I wrote an article about Milo Yiannopoulos on my MCXV platform following the Berkely University riots and I’d be interested to hear what people think of the whole thing.

All About Milo

Some of you may remember that I wrote an article last year following a frankly embarrassing TV debate involving Milo and a few feminists who shouted over him, accused him of calling for someone’s assassination and were generally rude and obnoxious to everyone including other female speakers.  This doesn’t mean I’m a fan of Milo and his political opinions, but at least when he turns up to a debate he attempts to address the question, he allows others to speak and he comes across as calm and logical rather than angry and crazy.

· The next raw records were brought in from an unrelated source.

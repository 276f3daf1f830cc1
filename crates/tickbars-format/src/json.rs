//! JSON output format.

use std::io::Write;

use tickbars_sample::Bar;
use tickbars_types::Tick;

use crate::{FormatError, Formatter};

/// JSON output style.
#[derive(Debug, Clone, Copy, PartialEq, Eq, Default)]
pub enum JsonStyle {
    /// JSON array (standard JSON).
    #[default]
    Array,
    /// Newline-delimited JSON (NDJSON/JSONL).
    Ndjson,
}

/// JSON formatter.
#[derive(Debug, Clone, Default)]
pub struct JsonFormatter {
    /// Output style.
    style: JsonStyle,
    /// Whether to pretty-print (only for array style).
    pretty: bool,
}

impl JsonFormatter {
    /// Creates a new JSON formatter with default settings (array style).
    #[must_use]
    pub const fn new() -> Self {
        Self {
            style: JsonStyle::Array,
            pretty: false,
        }
    }

    /// Creates a new NDJSON formatter.
    #[must_use]
    pub const fn ndjson() -> Self {
        Self {
            style: JsonStyle::Ndjson,
            pretty: false,
        }
    }

    /// Sets whether to pretty-print output (array style only).
    #[must_use]
    pub const fn with_pretty(mut self, pretty: bool) -> Self {
        self.pretty = pretty;
        self
    }

    fn write_serializable<W: Write, T: serde::Serialize>(
        &self,
        items: &[T],
        mut writer: W,
    ) -> Result<(), FormatError> {
        match self.style {
            JsonStyle::Array => {
                if self.pretty {
                    serde_json::to_writer_pretty(&mut writer, items)?;
                } else {
                    serde_json::to_writer(&mut writer, items)?;
                }
                writeln!(writer)?;
            }
            JsonStyle::Ndjson => {
                for item in items {
                    serde_json::to_writer(&mut writer, item)?;
                    writeln!(writer)?;
                }
            }
        }
        Ok(())
    }
}

impl Formatter for JsonFormatter {
    fn write_ticks<W: Write + Send>(&self, ticks: &[Tick], writer: W) -> Result<(), FormatError> {
        self.write_serializable(ticks, writer)
    }

    fn write_bars<W: Write + Send>(&self, bars: &[Bar], writer: W) -> Result<(), FormatError> {
        self.write_serializable(bars, writer)
    }

    fn extension(&self) -> &str {
        match self.style {
            JsonStyle::Array => "json",
            JsonStyle::Ndjson => "ndjson",
        }
    }
}
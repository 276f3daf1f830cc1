//! CSV output format.

use std::io::Write;

use tickbars_sample::Bar;
use tickbars_types::Tick;

use crate::{FormatError, Formatter};

/// CSV formatter.
#[derive(Debug, Clone)]
pub struct CsvFormatter {
    /// Field delimiter (default: comma).
    delimiter: char,
    /// Whether to include header row.
    include_header: bool,
}

impl CsvFormatter {
    /// Creates a new CSV formatter with default settings.
    #[must_use]
    pub const fn new() -> Self {
        Self {
            delimiter: ',',
            include_header: true,
        }
    }

    /// Creates a tab-separated values (TSV) formatter.
    #[must_use]
    pub const fn tsv() -> Self {
        Self {
            delimiter: '\t',
            include_header: true,
        }
    }

    /// Sets the field delimiter.
    #[must_use]
    pub const fn with_delimiter(mut self, delimiter: char) -> Self {
        self.delimiter = delimiter;
        self
    }

    /// Sets whether to include a header row.
    #[must_use]
    pub const fn with_header(mut self, include: bool) -> Self {
        self.include_header = include;
        self
    }
}

impl Default for CsvFormatter {
    fn default() -> Self {
        Self::new()
    }
}

impl Formatter for CsvFormatter {
    fn write_ticks<W: Write + Send>(
        &self,
        ticks: &[Tick],
        mut writer: W,
    ) -> Result<(), FormatError> {
        let d = self.delimiter;

        if self.include_header {
            writeln!(writer, "timestamp{d}price{d}volume")?;
        }

        for tick in ticks {
            writeln!(
                writer,
                "{}{d}{}{d}{}",
                tick.timestamp.format("%Y-%m-%dT%H:%M:%S%.3fZ"),
                tick.price,
                tick.volume
            )?;
        }

        Ok(())
    }

    fn write_bars<W: Write + Send>(&self, bars: &[Bar], mut writer: W) -> Result<(), FormatError> {
        let d = self.delimiter;

        if self.include_header {
            writeln!(
                writer,
                "timestamp{d}open{d}high{d}low{d}close{d}tick_count{d}volume{d}dollar_value"
            )?;
        }

        for bar in bars {
            writeln!(
                writer,
                "{}{d}{}{d}{}{d}{}{d}{}{d}{}{d}{}{d}{}",
                bar.timestamp.format("%Y-%m-%dT%H:%M:%S%.3fZ"),
                bar.open,
                bar.high,
                bar.low,
                bar.close,
                bar.tick_count,
                bar.volume,
                bar.dollar_value
            )?;
        }

        Ok(())
    }

    fn extension(&self) -> &str {
        "csv"
    }
}
//! Tabular tick input.

use std::fs::File;
use std::io::Read;
use std::path::Path;

// Global path: `crate::csv` is the formatter module, `::csv` the parser crate.
use ::csv::StringRecord;
use chrono::{DateTime, NaiveDateTime, Utc};
use tickbars_types::{ColumnSpec, Result, Tick, TickbarsError};

/// Reads ticks from a CSV table with configurable column names.
///
/// The table must expose the three columns named in the [`ColumnSpec`]:
/// an ordered timestamp column, a positive price column, and a non-negative
/// volume column. Any other columns are ignored.
#[derive(Debug, Clone, Default)]
pub struct TickReader {
    columns: ColumnSpec,
}

impl TickReader {
    /// Creates a reader expecting the default column names.
    #[must_use]
    pub fn new() -> Self {
        Self::default()
    }

    /// Creates a reader for the given column names.
    #[must_use]
    pub const fn with_columns(columns: ColumnSpec) -> Self {
        Self { columns }
    }

    /// Reads all ticks from a CSV source.
    ///
    /// # Errors
    ///
    /// Returns [`TickbarsError::MissingColumn`] when a configured column is
    /// absent from the header, and [`TickbarsError::Parse`] for malformed
    /// rows, non-positive prices, negative volumes, or out-of-order
    /// timestamps.
    pub fn read<R: Read>(&self, source: R) -> Result<Vec<Tick>> {
        let mut reader = ::csv::Reader::from_reader(source);

        let headers = reader
            .headers()
            .map_err(|e| TickbarsError::Parse(e.to_string()))?
            .clone();
        let timestamp_idx = column_index(&headers, &self.columns.timestamp)?;
        let price_idx = column_index(&headers, &self.columns.price)?;
        let volume_idx = column_index(&headers, &self.columns.volume)?;

        let mut ticks = Vec::new();
        let mut previous: Option<DateTime<Utc>> = None;

        for (row, record) in reader.records().enumerate() {
            let record = record.map_err(|e| TickbarsError::Parse(e.to_string()))?;

            let timestamp = parse_timestamp(field(&record, timestamp_idx, row)?)?;
            let price = parse_number(field(&record, price_idx, row)?, row, &self.columns.price)?;
            let volume = parse_number(field(&record, volume_idx, row)?, row, &self.columns.volume)?;

            if price <= 0.0 {
                return Err(TickbarsError::Parse(format!(
                    "row {row}: price must be positive, got {price}"
                )));
            }
            if volume < 0.0 {
                return Err(TickbarsError::Parse(format!(
                    "row {row}: volume must be non-negative, got {volume}"
                )));
            }
            if let Some(prev) = previous
                && timestamp < prev
            {
                return Err(TickbarsError::Parse(format!(
                    "row {row}: timestamps must be non-decreasing"
                )));
            }
            previous = Some(timestamp);

            ticks.push(Tick::new(timestamp, price, volume));
        }

        Ok(ticks)
    }

    /// Reads all ticks from a CSV file.
    ///
    /// # Errors
    ///
    /// As [`read`](Self::read), plus [`TickbarsError::Io`] when the file
    /// cannot be opened.
    pub fn read_path(&self, path: &Path) -> Result<Vec<Tick>> {
        let file = File::open(path)?;
        self.read(file)
    }
}

/// Looks up a configured column in the header row.
fn column_index(headers: &StringRecord, name: &str) -> Result<usize> {
    headers
        .iter()
        .position(|h| h == name)
        .ok_or_else(|| TickbarsError::MissingColumn(name.to_string()))
}

fn field<'a>(record: &'a StringRecord, index: usize, row: usize) -> Result<&'a str> {
    record
        .get(index)
        .ok_or_else(|| TickbarsError::Parse(format!("row {row}: too few fields")))
}

fn parse_number(value: &str, row: usize, column: &str) -> Result<f64> {
    value
        .trim()
        .parse()
        .map_err(|_| TickbarsError::Parse(format!("row {row}: invalid {column} '{value}'")))
}

/// Parses a timestamp as RFC 3339 or naive `YYYY-MM-DD HH:MM:SS[.fff]`
/// (assumed UTC).
fn parse_timestamp(value: &str) -> Result<DateTime<Utc>> {
    let value = value.trim();
    if let Ok(dt) = DateTime::parse_from_rfc3339(value) {
        return Ok(dt.with_timezone(&Utc));
    }
    if let Ok(naive) = NaiveDateTime::parse_from_str(value, "%Y-%m-%d %H:%M:%S%.f") {
        return Ok(naive.and_utc());
    }
    Err(TickbarsError::Parse(format!(
        "invalid timestamp '{value}', expected RFC 3339 or YYYY-MM-DD HH:MM:SS"
    )))
}

#[cfg(test)]
mod tests {
    use super::*;
    use chrono::Timelike;

    #[test]
    fn test_read_default_columns() {
        let data = "timestamp,price,volume\n\
                    2024-01-15T12:30:45Z,100.5,2.0\n\
                    2024-01-15T12:30:46Z,101.0,1.5\n";
        let ticks = TickReader::new().read(data.as_bytes()).unwrap();

        assert_eq!(ticks.len(), 2);
        assert_eq!(ticks[0].price, 100.5);
        assert_eq!(ticks[1].volume, 1.5);
    }

    #[test]
    fn test_read_custom_columns_ignores_extras() {
        let data = "date_time,side,px,qty\n\
                    2024-01-15 12:30:45.250,buy,100.5,2\n";
        let reader = TickReader::with_columns(ColumnSpec::new("date_time", "px", "qty"));
        let ticks = reader.read(data.as_bytes()).unwrap();

        assert_eq!(ticks.len(), 1);
        assert_eq!(ticks[0].timestamp.second(), 45);
        assert_eq!(ticks[0].price, 100.5);
    }

    #[test]
    fn test_missing_column() {
        let data = "timestamp,price\n2024-01-15T12:30:45Z,100.5\n";
        let err = TickReader::new().read(data.as_bytes()).unwrap_err();
        assert!(matches!(err, TickbarsError::MissingColumn(col) if col == "volume"));
    }

    #[test]
    fn test_bad_price_rejected() {
        let data = "timestamp,price,volume\n2024-01-15T12:30:45Z,-1.0,2.0\n";
        let err = TickReader::new().read(data.as_bytes()).unwrap_err();
        assert!(matches!(err, TickbarsError::Parse(_)));
    }

    #[test]
    fn test_bad_timestamp_rejected() {
        let data = "timestamp,price,volume\nyesterday,100.0,2.0\n";
        let err = TickReader::new().read(data.as_bytes()).unwrap_err();
        assert!(matches!(err, TickbarsError::Parse(msg) if msg.contains("timestamp")));
    }

    #[test]
    fn test_out_of_order_timestamps_rejected() {
        let data = "timestamp,price,volume\n\
                    2024-01-15T12:30:46Z,100.5,2.0\n\
                    2024-01-15T12:30:45Z,101.0,1.5\n";
        let err = TickReader::new().read(data.as_bytes()).unwrap_err();
        assert!(matches!(err, TickbarsError::Parse(msg) if msg.contains("non-decreasing")));
    }

    #[test]
    fn test_empty_table_is_ok_here() {
        // An empty tick list is the sampler's EmptyInput to reject, not the
        // reader's.
        let data = "timestamp,price,volume\n";
        let ticks = TickReader::new().read(data.as_bytes()).unwrap();
        assert!(ticks.is_empty());
    }
}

If you actively hate the guy then this is actually a really big problem, because if he really is as dangerous as some people need then the last thing you want is to make him look like the good guy. And unfortunately, when he gets into debates this tends to be what happens. People spend so much time calling him a bunch of names that they never try to respond to what he says, and that just makes it look like there is no good counter argument so he must be right.

Freedom From Speech

The thing is that people are growing concerned with what is happening. It’s becoming really hard to talk about politics at all because the people who believe in a particularly rigid type of identity politics seem to have decided that everyone who disagrees with them isn’t just wrong, they’re bad. It is obviously true that hate speech is not the same as free speech and just shouting insults or going on racist tirades should not be tolerated in the public sphere, but I’ve been watching a lot of ‘discussions’ in the past year and that doesn’t seem to be what’s happening.

What is happening is that a lot of people has such a binary view of things that they refuse to take anyone who doesn’t agree with /everything/ they say seriously because they think they are just bad, ignorant people who don’t want to learn the ‘proper’ way of thinking. And the thing is their ideas aren’t particularly problematic or hard to follow: Yes you should listen to people and not dismiss their personal experiences, yes you don’t know what life is like for someone else, yes we should fight for equality, yes there are still problems and it’s not okay.I haven’t really seen anyone actually disagree with these things. It’s the way they put them across and all these other beliefs mingled in with them that are the problem.

The problem is the idea that you are either a feminist or a misogynist, that you are either left wing or a member of the alt-right, that you either believe all white people are inherently racist or you refuse to ‘let go of your privilege in favour of equality’. That you are either an SJW or a member of the alt right. That’s not how it works. You may disagree with the things typical social justice people focus on whilst equally disagreeing with the alt-right. You may be left-wing and critical of identity politics.

People should develop their ideas through a mixture of listening to other people, learning via reading up on things, and their own rationale. You can’t just be told: “this is what is right and you have to agree or you’re bad”.  A lot of this stuff came from sociology and if you have studied sociology then you know that the whole point is to learn about different theories and arguments, not just decide that this one theory is now suddenly absolute fact and everything else is evil. It all comes down to the different ways people are defining things and even though there is truth behind these ideas they should NOT be above criticism.

Debate Is Not Hate

It is getting to the point where people are being banned from the very groups that are meant to be ‘safe spaces’ for them. I’ve known of trans people who have been kicked out of discussion group for disagreeing that something was transphobic. I’ve known of mixed race people who have been told to ‘check their white privilege’ by a white person because they didn’t disagree with something someone said about racism. People forget that the world is made up of individual people with their own experiences, opinions and ideas. It is not made up of all-encompassing groups which necessarily speak for each other. Surely the whole point of equality is that we are not judged by whatever ‘group’ we belong to but by what we actually do ourselves.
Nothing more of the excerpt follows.